REQUIREMENT: The data needs to be returned in full, exactly as it reads.

RECORDS FOR THIS TASK:
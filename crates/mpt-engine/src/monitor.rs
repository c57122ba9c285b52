//! Background threads: the periodic health check and the reply worker.
//!
//! Both hold only a weak reference to the controller, so dropping the last [`Arc<Ioc>`] ends
//! them too. [`MonitorHandle::stop`] stops one explicitly.

use std::sync::mpsc::{self, RecvTimeoutError, Sender};
use std::sync::{Arc, Weak};
use std::thread::{self, JoinHandle};
use std::time::Duration;

use mpt_protocol::{DoorbellStatus, IocState, Register};

use crate::bringup::Phase;
use crate::error::BringUpError;
use crate::ioc::Ioc;
use crate::sync::lock;

pub struct MonitorHandle {
    stop: Option<Sender<()>>,
    thread: Option<JoinHandle<()>>,
}

impl MonitorHandle {
    fn spawn(name: String, interval: Duration, mut tick: impl FnMut() -> bool + Send + 'static) -> std::io::Result<Self> {
        let (tx, rx) = mpsc::channel::<()>();
        let thread = thread::Builder::new().name(name).spawn(move || loop {
            match rx.recv_timeout(interval) {
                Err(RecvTimeoutError::Timeout) => {
                    if !tick() {
                        break;
                    }
                }
                Ok(()) | Err(RecvTimeoutError::Disconnected) => break,
            }
        })?;
        Ok(MonitorHandle {
            stop: Some(tx),
            thread: Some(thread),
        })
    }

    /// Stops the thread and waits for it to exit.
    pub fn stop(mut self) {
        self.shutdown();
    }

    pub fn is_finished(&self) -> bool {
        self.thread.as_ref().map_or(true, JoinHandle::is_finished)
    }

    fn shutdown(&mut self) {
        if let Some(tx) = self.stop.take() {
            let _ = tx.send(());
        }
        if let Some(thread) = self.thread.take() {
            if thread.join().is_err() {
                tracing::error!("monitor thread panicked");
            }
        }
    }
}

impl Drop for MonitorHandle {
    fn drop(&mut self) {
        self.shutdown();
    }
}

impl Ioc {
    /// Checks the doorbell for a firmware fault and recovers if one is found. Returns the
    /// controller state after any recovery.
    pub fn health_check(&self) -> Result<IocState, BringUpError> {
        if self.phase() == Phase::Dead {
            return Err(BringUpError::Dead);
        }
        if self.is_resetting() {
            return Ok(self.ioc_state());
        }
        let db = DoorbellStatus::decode(self.hw.read_reg(Register::Doorbell));
        if db.state != IocState::Fault {
            return Ok(db.state);
        }

        let code = db.fault_code();
        *lock(&self.last_fault) = Some(code);
        tracing::error!(ioc = %self.name, code = format_args!("{code:#06x}"), "controller fault detected");
        self.set_phase(Phase::Faulted);
        self.recover("firmware fault")?;
        Ok(self.ioc_state())
    }

    /// Runs [`Ioc::health_check`] every `health_check_interval`. The thread exits once the
    /// controller is dead.
    pub fn spawn_health_monitor(self: &Arc<Self>) -> std::io::Result<MonitorHandle> {
        let ioc: Weak<Ioc> = Arc::downgrade(self);
        let name = format!("{}-health", self.name);
        MonitorHandle::spawn(name, self.config.health_check_interval(), move || {
            let Some(ioc) = ioc.upgrade() else {
                return false;
            };
            match ioc.health_check() {
                Ok(_) => true,
                Err(BringUpError::Dead) => false,
                Err(err) => {
                    tracing::error!(ioc = %ioc.name, %err, "health check");
                    ioc.phase() != Phase::Dead
                }
            }
        })
    }

    /// Drains the reply FIFO every `interval`, standing in for the interrupt handler.
    pub fn spawn_reply_worker(self: &Arc<Self>, interval: Duration) -> std::io::Result<MonitorHandle> {
        let ioc: Weak<Ioc> = Arc::downgrade(self);
        let name = format!("{}-replies", self.name);
        MonitorHandle::spawn(name, interval, move || {
            let Some(ioc) = ioc.upgrade() else {
                return false;
            };
            ioc.process_replies();
            true
        })
    }
}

EXPECTED ANSWER:
filename crates/mpt-engine/src/monitor.rs
repository c57122ba9c285b52
//! Background threads: the periodic health check and the reply worker.
//!
//! Both hold only a weak reference to the controller, so dropping the last [`Arc<Ioc>`] ends
//! them too. [`MonitorHandle::stop`] stops one explicitly.

use std::sync::mpsc::{self, RecvTimeoutError, Sender};
use std::sync::{Arc, Weak};
use std::thread::{self, JoinHandle};
use std::time::Duration;

use mpt_protocol::{DoorbellStatus, IocState, Register};

use crate::bringup::Phase;
use crate::error::BringUpError;
use crate::ioc::Ioc;
use crate::sync::lock;

pub struct MonitorHandle {
    stop: Option<Sender<()>>,
    thread: Option<JoinHandle<()>>,
}

impl MonitorHandle {
    fn spawn(name: String, interval: Duration, mut tick: impl FnMut() -> bool + Send + 'static) -> std::io::Result<Self> {
        let (tx, rx) = mpsc::channel::<()>();
        let thread = thread::Builder::new().name(name).spawn(move || loop {
            match rx.recv_timeout(interval) {
                Err(RecvTimeoutError::Timeout) => {
                    if !tick() {
                        break;
                    }
                }
                Ok(()) | Err(RecvTimeoutError::Disconnected) => break,
            }
        })?;
        Ok(MonitorHandle {
            stop: Some(tx),
            thread: Some(thread),
        })
    }

    /// Stops the thread and waits for it to exit.
    pub fn stop(mut self) {
        self.shutdown();
    }

    pub fn is_finished(&self) -> bool {
        self.thread.as_ref().map_or(true, JoinHandle::is_finished)
    }

    fn shutdown(&mut self) {
        if let Some(tx) = self.stop.take() {
            let _ = tx.send(());
        }
        if let Some(thread) = self.thread.take() {
            if thread.join().is_err() {
                tracing::error!("monitor thread panicked");
            }
        }
    }
}

impl Drop for MonitorHandle {
    fn drop(&mut self) {
        self.shutdown();
    }
}

impl Ioc {
    /// Checks the doorbell for a firmware fault and recovers if one is found. Returns the
    /// controller state after any recovery.
    pub fn health_check(&self) -> Result<IocState, BringUpError> {
        if self.phase() == Phase::Dead {
            return Err(BringUpError::Dead);
        }
        if self.is_resetting() {
            return Ok(self.ioc_state());
        }
        let db = DoorbellStatus::decode(self.hw.read_reg(Register::Doorbell));
        if db.state != IocState::Fault {
            return Ok(db.state);
        }

        let code = db.fault_code();
        *lock(&self.last_fault) = Some(code);
        tracing::error!(ioc = %self.name, code = format_args!("{code:#06x}"), "controller fault detected");
        self.set_phase(Phase::Faulted);
        self.recover("firmware fault")?;
        Ok(self.ioc_state())
    }

    /// Runs [`Ioc::health_check`] every `health_check_interval`. The thread exits once the
    /// controller is dead.
    pub fn spawn_health_monitor(self: &Arc<Self>) -> std::io::Result<MonitorHandle> {
        let ioc: Weak<Ioc> = Arc::downgrade(self);
        let name = format!("{}-health", self.name);
        MonitorHandle::spawn(name, self.config.health_check_interval(), move || {
            let Some(ioc) = ioc.upgrade() else {
                return false;
            };
            match ioc.health_check() {
                Ok(_) => true,
                Err(BringUpError::Dead) => false,
                Err(err) => {
                    tracing::error!(ioc = %ioc.name, %err, "health check");
                    ioc.phase() != Phase::Dead
                }
            }
        })
    }

    /// Drains the reply FIFO every `interval`, standing in for the interrupt handler.
    pub fn spawn_reply_worker(self: &Arc<Self>, interval: Duration) -> std::io::Result<MonitorHandle> {
        let ioc: Weak<Ioc> = Arc::downgrade(self);
        let name = format!("{}-replies", self.name);
        MonitorHandle::spawn(name, interval, move || {
            let Some(ioc) = ioc.upgrade() else {
                return false;
            };
            ioc.process_replies();
            true
        })
    }
}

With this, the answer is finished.